But Goodell has convinced an all-time record audience that gambling is far less important than the Kansas City Chiefs and San Francisco 49ers. Only nine years ago, he forced Tony Romo to cancel a fantasy convention at the Sands Expo. Only seven years ago, he fined players who performed at an arm-wrestling show in Vegas. How amazing to see the power of the currency unit when traipsing toward … a trillion?
“A lot has changed,” Goodell said in, um, 2024.

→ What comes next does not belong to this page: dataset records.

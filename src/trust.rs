// Trust scoring and reward multipliers.
//
// Everything here is a pure function of aggregated stats; gathering the
// stats from storage is the caller's job (see `Database::trust_stats`).
// Bands are coarse on purpose so the policy stays auditable.

use serde::{Deserialize, Serialize};

pub const DEFAULT_TRUST: i32 = 50;

const UNIQUE_OPPONENT_POINTS: i64 = 2;
const UNIQUE_OPPONENT_CAP: i64 = 30;
const CLEAN_RECORD_BONUS: i64 = 20;
const FLAGGED_PATTERN_PENALTY: i64 = 25;

/// Behavioural signals for one player.
#[derive(Debug, Clone, Default, PartialEq, Serialize, Deserialize)]
pub struct TrustStats {
    /// Distinct ranked opponents ever faced.
    pub unique_opponents: i64,
    /// `trust_score_impact` of every unresolved suspicious-activity flag.
    pub unresolved_flag_impacts: Vec<i32>,
    /// Opponent pairings that tripped a pattern rule.
    pub flagged_pattern_count: i64,
}

/// Trust score in `[0, 100]`.
pub fn trust_score(stats: &TrustStats) -> i32 {
    let mut score = DEFAULT_TRUST as i64;
    score += (stats.unique_opponents.max(0) * UNIQUE_OPPONENT_POINTS).min(UNIQUE_OPPONENT_CAP);
    if stats.unresolved_flag_impacts.is_empty() {
        score += CLEAN_RECORD_BONUS;
    } else {
        score += stats
            .unresolved_flag_impacts
            .iter()
            .map(|i| *i as i64)
            .sum::<i64>();
    }
    score -= FLAGGED_PATTERN_PENALTY * stats.flagged_pattern_count.max(0);
    score.clamp(0, 100) as i32
}

/// Reward multiplier for account experience (total ranked matches).
pub fn rating_multiplier_for_experience(total_matches: i32) -> f64 {
    match total_matches {
        i32::MIN..=5 => 0.30,
        6..=10 => 0.50,
        11..=20 => 0.75,
        _ => 1.00,
    }
}

/// Reward multiplier derived from a trust score. Only applied under enforcement.
pub fn trust_multiplier(score: i32) -> f64 {
    match score {
        70.. => 1.0,
        50..=69 => 0.85,
        30..=49 => 0.6,
        _ => 0.3,
    }
}

/// Reward multiplier for suspicious pairings. Only applied under enforcement.
pub fn pattern_multiplier(suspicious: bool, win_trading: bool) -> f64 {
    if win_trading {
        0.0
    } else if suspicious {
        0.5
    } else {
        1.0
    }
}

#[cfg(test)]
mod tests {
    use super::*;

    #[test]
    fn test_fresh_account() {
        assert_eq!(trust_score(&TrustStats::default()), 70);
    }

    #[test]
    fn test_unique_opponents_capped() {
        let stats = TrustStats {
            unique_opponents: 9,
            ..Default::default()
        };
        assert_eq!(trust_score(&stats), 88);

        let stats = TrustStats {
            unique_opponents: 40,
            ..Default::default()
        };
        assert_eq!(trust_score(&stats), 100);
    }

    #[test]
    fn test_unresolved_flags_replace_bonus() {
        let stats = TrustStats {
            unique_opponents: 5,
            unresolved_flag_impacts: vec![-10, -15],
            flagged_pattern_count: 0,
        };
        // 50 + 10 - 25
        assert_eq!(trust_score(&stats), 35);
    }

    #[test]
    fn test_flagged_patterns_and_clamp() {
        let stats = TrustStats {
            unique_opponents: 1,
            unresolved_flag_impacts: vec![-20],
            flagged_pattern_count: 2,
        };
        // 50 + 2 - 20 - 50 = -18
        assert_eq!(trust_score(&stats), 0);
    }

    #[test]
    fn test_experience_bands() {
        assert_eq!(rating_multiplier_for_experience(0), 0.30);
        assert_eq!(rating_multiplier_for_experience(5), 0.30);
        assert_eq!(rating_multiplier_for_experience(6), 0.50);
        assert_eq!(rating_multiplier_for_experience(10), 0.50);
        assert_eq!(rating_multiplier_for_experience(11), 0.75);
        assert_eq!(rating_multiplier_for_experience(20), 0.75);
        assert_eq!(rating_multiplier_for_experience(21), 1.00);
        assert_eq!(rating_multiplier_for_experience(10_000), 1.00);
    }

    #[test]
    fn test_experience_monotonic() {
        let mut prev = 0.0;
        for total in 0..100 {
            let m = rating_multiplier_for_experience(total);
            assert!(m >= prev);
            prev = m;
        }
        assert_eq!(prev, 1.0);
    }

    #[test]
    fn test_trust_multiplier_bands() {
        assert_eq!(trust_multiplier(100), 1.0);
        assert_eq!(trust_multiplier(70), 1.0);
        assert_eq!(trust_multiplier(69), 0.85);
        assert_eq!(trust_multiplier(30), 0.6);
        assert_eq!(trust_multiplier(0), 0.3);
    }

    #[test]
    fn test_pattern_multiplier() {
        assert_eq!(pattern_multiplier(false, false), 1.0);
        assert_eq!(pattern_multiplier(true, false), 0.5);
        assert_eq!(pattern_multiplier(true, true), 0.0);
    }
}
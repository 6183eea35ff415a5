// Ranked cricket matchmaking: ratings, trust, anti-cheat, queue and challenges.

pub mod admin;
pub mod challenge;
pub mod config;
pub mod coordinator;
pub mod db;
pub mod eligibility;
pub mod engine;
pub mod error;
pub mod lobby;
pub mod metrics;
pub mod notify;
pub mod patterns;
pub mod queue;
pub mod rating;
pub mod retry;
pub mod server;
pub mod tier;
pub mod trust;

What he did was turn a league with numerous issues, including a racial divide during Colin Kaepernick’s kneeling crusades, into a rapid reversal. If TV ratings approached a 10 percent decline just before the court ruling, Goodell has used his oddsmaking deeds to create a gleaming gold mine — $120 billion in media bucks through 2032 — that leaves us wondering if football actually is running America. Some people think Taylor Swift’s romance with Travis Kelce is a way to re-elect President Biden, and if so, Goodell should renegotiate with the networks for gross-national-income data. Though the number of league concussions rose in 2023, is anyone raising hell? Nah, upper crusts will smother as if this is the Biggest Sports Event Ever, with the get-in ticket price still around $8,000. The economic impact on the area should pass $700 million, all blooming a rose that Vegas is the new sports capital of Planet Earth. The four top sports leagues soon will have entries, not bad for a place that was struggling itself until a PR person wrote, “What happens here, stays here.”
The new slogan? “Excessive celebration encouraged,” the NFL said.
Gambling is a prime element. Go to Vegas, bet on the game, do crazy stuff. Not once has Goodell apologized for hypocrisy, knowing his State of The League media conference comes tonight. “We don’t have a rotation for the Super Bowl, but I have no doubt this is going to be a successful Super Bowl, and we’ll be back here a lot for Super Bowls,” he already has said. “From our standpoint, we’re adapting to what the environment is. (Gambling has) its benefits in the context of greater fan engagement. A lot of our fans like to bet, but the downside is, we’ve always talked about protecting the integrity of the game, and that’s something that we feel very strongly about.”
Notice how the onus has been adjusted to the players, not the league. The Chiefs and 49ers cannot wager or walk through a casino. Other league players can bet on other sports but not the Super Bowl. “The NFL is strongly committed to protecting the integrity of our game,” Goodell said in a memo. “As NFL players, you have a special responsibility to yourself and your legacy, your club and teammates, the fans, and the game to ensure that it is always played fairly, honestly, and to the best of your ability. This includes taking all appropriate steps to safeguard our game against possible gambling-related risks that can undermine the confidence and trust of our fans and colleagues in America’s greatest game.”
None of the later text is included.